▶ **Problem**: From the entries, return every line where the string "counts" shows up.

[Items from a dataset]
◆ ◆ ◆ ◆ ◆ ◆ ◆
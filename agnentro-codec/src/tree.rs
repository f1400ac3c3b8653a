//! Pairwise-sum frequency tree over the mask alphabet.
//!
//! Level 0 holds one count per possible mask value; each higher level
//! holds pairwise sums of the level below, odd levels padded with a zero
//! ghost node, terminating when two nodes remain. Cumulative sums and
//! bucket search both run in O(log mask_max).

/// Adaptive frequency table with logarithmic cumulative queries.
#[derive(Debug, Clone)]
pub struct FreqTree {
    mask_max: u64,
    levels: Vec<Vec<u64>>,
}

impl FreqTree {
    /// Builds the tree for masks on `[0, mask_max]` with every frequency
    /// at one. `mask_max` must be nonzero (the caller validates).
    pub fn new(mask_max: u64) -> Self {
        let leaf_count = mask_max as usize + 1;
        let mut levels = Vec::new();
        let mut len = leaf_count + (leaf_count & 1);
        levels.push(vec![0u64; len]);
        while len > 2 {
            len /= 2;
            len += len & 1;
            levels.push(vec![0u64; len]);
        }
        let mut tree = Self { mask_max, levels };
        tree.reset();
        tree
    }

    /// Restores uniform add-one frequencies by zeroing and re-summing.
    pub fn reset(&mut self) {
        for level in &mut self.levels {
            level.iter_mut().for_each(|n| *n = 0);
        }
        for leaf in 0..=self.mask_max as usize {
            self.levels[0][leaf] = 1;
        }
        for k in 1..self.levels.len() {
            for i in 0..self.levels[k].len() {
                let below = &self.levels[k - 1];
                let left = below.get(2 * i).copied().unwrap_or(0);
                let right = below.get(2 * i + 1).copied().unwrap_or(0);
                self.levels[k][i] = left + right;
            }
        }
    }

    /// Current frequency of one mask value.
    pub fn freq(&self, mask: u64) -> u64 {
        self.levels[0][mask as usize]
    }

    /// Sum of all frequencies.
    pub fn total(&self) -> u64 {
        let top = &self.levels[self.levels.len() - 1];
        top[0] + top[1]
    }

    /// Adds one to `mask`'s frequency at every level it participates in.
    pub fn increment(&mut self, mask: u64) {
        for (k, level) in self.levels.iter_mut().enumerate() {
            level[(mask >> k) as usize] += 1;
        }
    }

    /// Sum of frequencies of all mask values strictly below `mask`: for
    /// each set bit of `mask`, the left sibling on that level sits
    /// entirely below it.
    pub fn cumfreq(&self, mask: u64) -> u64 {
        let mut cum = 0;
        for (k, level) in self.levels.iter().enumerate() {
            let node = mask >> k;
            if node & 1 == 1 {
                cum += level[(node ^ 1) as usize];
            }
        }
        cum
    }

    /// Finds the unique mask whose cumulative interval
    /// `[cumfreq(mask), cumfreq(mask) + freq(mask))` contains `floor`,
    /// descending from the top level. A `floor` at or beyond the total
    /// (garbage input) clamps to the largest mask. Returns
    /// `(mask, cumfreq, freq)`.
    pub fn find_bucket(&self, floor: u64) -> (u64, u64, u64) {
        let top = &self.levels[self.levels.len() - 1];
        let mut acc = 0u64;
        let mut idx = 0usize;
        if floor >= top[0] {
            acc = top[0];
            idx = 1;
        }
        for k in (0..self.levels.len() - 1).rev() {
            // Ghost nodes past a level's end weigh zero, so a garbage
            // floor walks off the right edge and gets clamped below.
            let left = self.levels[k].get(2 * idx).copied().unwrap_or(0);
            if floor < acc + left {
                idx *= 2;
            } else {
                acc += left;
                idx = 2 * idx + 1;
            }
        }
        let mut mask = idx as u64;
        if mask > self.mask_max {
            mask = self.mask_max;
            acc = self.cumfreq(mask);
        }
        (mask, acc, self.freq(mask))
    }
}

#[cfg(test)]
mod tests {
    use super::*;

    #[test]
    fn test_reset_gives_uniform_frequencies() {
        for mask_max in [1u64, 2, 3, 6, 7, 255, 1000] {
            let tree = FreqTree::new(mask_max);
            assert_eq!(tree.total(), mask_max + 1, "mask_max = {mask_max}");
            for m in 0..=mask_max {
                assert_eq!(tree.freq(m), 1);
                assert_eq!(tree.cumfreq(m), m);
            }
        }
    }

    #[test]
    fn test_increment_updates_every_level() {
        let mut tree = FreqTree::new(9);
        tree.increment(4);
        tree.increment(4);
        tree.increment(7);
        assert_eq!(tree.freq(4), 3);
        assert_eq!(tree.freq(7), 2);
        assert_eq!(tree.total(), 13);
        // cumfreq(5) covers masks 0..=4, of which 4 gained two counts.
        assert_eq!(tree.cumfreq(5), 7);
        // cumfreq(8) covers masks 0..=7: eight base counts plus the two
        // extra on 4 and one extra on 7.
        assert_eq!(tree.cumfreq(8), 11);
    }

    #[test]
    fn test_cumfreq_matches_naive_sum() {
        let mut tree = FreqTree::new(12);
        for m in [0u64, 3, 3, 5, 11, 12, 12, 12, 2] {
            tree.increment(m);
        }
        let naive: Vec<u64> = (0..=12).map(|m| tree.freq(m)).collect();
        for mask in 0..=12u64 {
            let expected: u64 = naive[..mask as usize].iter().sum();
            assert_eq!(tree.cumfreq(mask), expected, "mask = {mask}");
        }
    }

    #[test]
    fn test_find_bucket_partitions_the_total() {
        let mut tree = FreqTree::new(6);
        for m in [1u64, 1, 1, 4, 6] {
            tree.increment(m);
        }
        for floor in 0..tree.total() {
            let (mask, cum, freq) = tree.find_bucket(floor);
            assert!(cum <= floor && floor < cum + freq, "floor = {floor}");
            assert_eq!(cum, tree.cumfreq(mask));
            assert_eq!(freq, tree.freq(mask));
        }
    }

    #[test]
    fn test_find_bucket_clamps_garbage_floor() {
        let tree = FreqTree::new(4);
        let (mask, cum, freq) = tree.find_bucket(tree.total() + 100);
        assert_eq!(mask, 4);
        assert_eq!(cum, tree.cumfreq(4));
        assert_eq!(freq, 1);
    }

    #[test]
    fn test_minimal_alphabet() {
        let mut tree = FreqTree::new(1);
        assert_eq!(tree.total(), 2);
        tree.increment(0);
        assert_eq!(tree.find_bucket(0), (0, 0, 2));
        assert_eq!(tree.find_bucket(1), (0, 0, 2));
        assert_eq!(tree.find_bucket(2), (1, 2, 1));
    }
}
◆ ◆ ◆ ◆ ◆ ◆ ◆
▶ **Expected answer**:
        // cumfreq(5) covers masks 0..=4, of which 4 gained two counts.
        // cumfreq(8) covers masks 0..=7: eight base counts plus the two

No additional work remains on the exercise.